Breath Sounds pp 291-304 | Cite as

Future Prospects for Respiratory Sound Research

Chapter

Abstract

Respiratory sounds remain one of the most valuable information for diagnosing and monitoring respiratory diseases in children and adults, especially since subjectivity of auscultation has been removed using computerized techniques. Nevertheless, their wide implementation in clinical practice needs further research in several areas. The future prospects for respiratory sound research are proposed to be organized in three main areas: basic and clinical research, equipment, and knowledge translation. Basic and clinical research is deemed necessary to establish the origin, characteristics, and clinical meaning of respiratory sounds in different respiratory diseases, across all ages and in different settings. There is also much room for technological advances by developing hand-held, user-friendly, and low-cost equipment with machine-learning algorithms that may provide automatic analysis of the main respiratory sound parameters. This information, if integrated in electronic health records, could contribute for robust clinical decision support systems, which could then be integrated in wearables to obtain data at bedside or remotely and empower not only health professionals but also patients, caregivers, and citizens for self-management of health and well-being.
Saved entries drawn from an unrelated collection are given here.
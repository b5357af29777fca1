//! The write rule (module E.3): stage writes on every currently
//! available replica; Down replicas are silently skipped (the
//! available-copies check at `end` is what may later abort over this).

use log::info;

use crate::model::ids::{Operation, Time, TransactionId, VariableId};
use crate::model::site_manager::SiteManager;
use crate::txn::manager::TransactionManager;

impl TransactionManager {
    /// `Ti` writes `value` to `xj`.
    pub fn write(
        &mut self,
        sm: &mut SiteManager,
        txn_id: TransactionId,
        v: VariableId,
        value: i64,
        now: Time,
    ) {
        if !self.transactions.contains_key(&txn_id) {
            log::error!("T{} wrote x{} but was never begun", txn_id, v);
            return;
        }

        if v % 2 == 1 {
            let site_id = self.home_site(v);
            if sm.is_available(site_id) {
                sm.site_mut(site_id).data_manager.stage_write(txn_id, v, value);
                info!("T{} : write x{} = {} staged at site {}", txn_id, v, value, site_id);
                self.note_write(txn_id, site_id, v, now);
            } else {
                info!(
                    "T{} : write x{} = {} dropped, site {} is down",
                    txn_id, v, value, site_id
                );
            }
        } else {
            for site_id in sm.all_site_ids().collect::<Vec<_>>() {
                if sm.is_available(site_id) {
                    sm.site_mut(site_id).data_manager.stage_write(txn_id, v, value);
                    info!("T{} : write x{} = {} staged at site {}", txn_id, v, value, site_id);
                    self.note_write(txn_id, site_id, v, now);
                } else {
                    info!("T{} : write x{} = {} skipped, site {} is down", txn_id, v, value, site_id);
                }
            }
        }
    }

    fn note_write(&mut self, txn_id: TransactionId, site_id: crate::model::ids::SiteId, v: VariableId, now: Time) {
        self.note_access(txn_id, v, Operation::Write);
        if let Some(txn) = self.transactions.get_mut(&txn_id) {
            txn.record_access(site_id, Operation::Write, now);
        }
    }
}

#[cfg(test)]
mod tests {
    use super::*;
    use crate::model::transaction::TransactionStatus;

    #[test]
    fn replicated_write_stages_on_every_up_site() {
        let mut sm = SiteManager::new(3, 4);
        sm.fail(2, 1);
        let mut tm = TransactionManager::new(3);
        tm.begin(1, 2);
        tm.write(&mut sm, 1, 2, 100, 3);
        assert_eq!(sm.site(1).data_manager.read_own(1, 2, 100), Some(100));
        assert_eq!(sm.site(3).data_manager.read_own(1, 2, 100), Some(100));
        // site 2 was down, never got the staged write
        assert_eq!(sm.site(2).data_manager.read_own(1, 2, 100), Some(20));
        assert_eq!(tm.transaction(1).unwrap().status, TransactionStatus::Running);
    }

    #[test]
    fn nonreplicated_write_to_down_site_is_a_silent_noop() {
        let mut sm = SiteManager::new(10, 4);
        sm.fail(2, 1); // x1's home site
        let mut tm = TransactionManager::new(10);
        tm.begin(1, 2);
        tm.write(&mut sm, 1, 1, 999, 3);
        assert!(tm.transaction(1).unwrap().sites_accessed.is_empty());
    }
}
Finally, several systematic reviews and consensus involving different stakeholders on terminology, acquisition, analysis, and interpretation of respiratory sounds are needed to start a knowledge translation unit. This chapter will provide a comprehensive overview of the different areas of respiratory sounds where future research would be valuable to contribute to far-reaching positive changes in managing respiratory diseases.

Keywords

Respiratory sounds Knowledge translation Equipment Electronic health records Future research Translational research 

Notes

Acknowledgments

We would like to thank Ms. Bruria Freidman from the Sleep-Wake Disorder Unit of Soroka University Medical Center for her support and collaboration. This study was supported in part by the Israeli Ministry of Industry and Trade, the Kamin Program, award no. 46168, and by the Israel Science Foundation (ISF) grant no. 1403/15.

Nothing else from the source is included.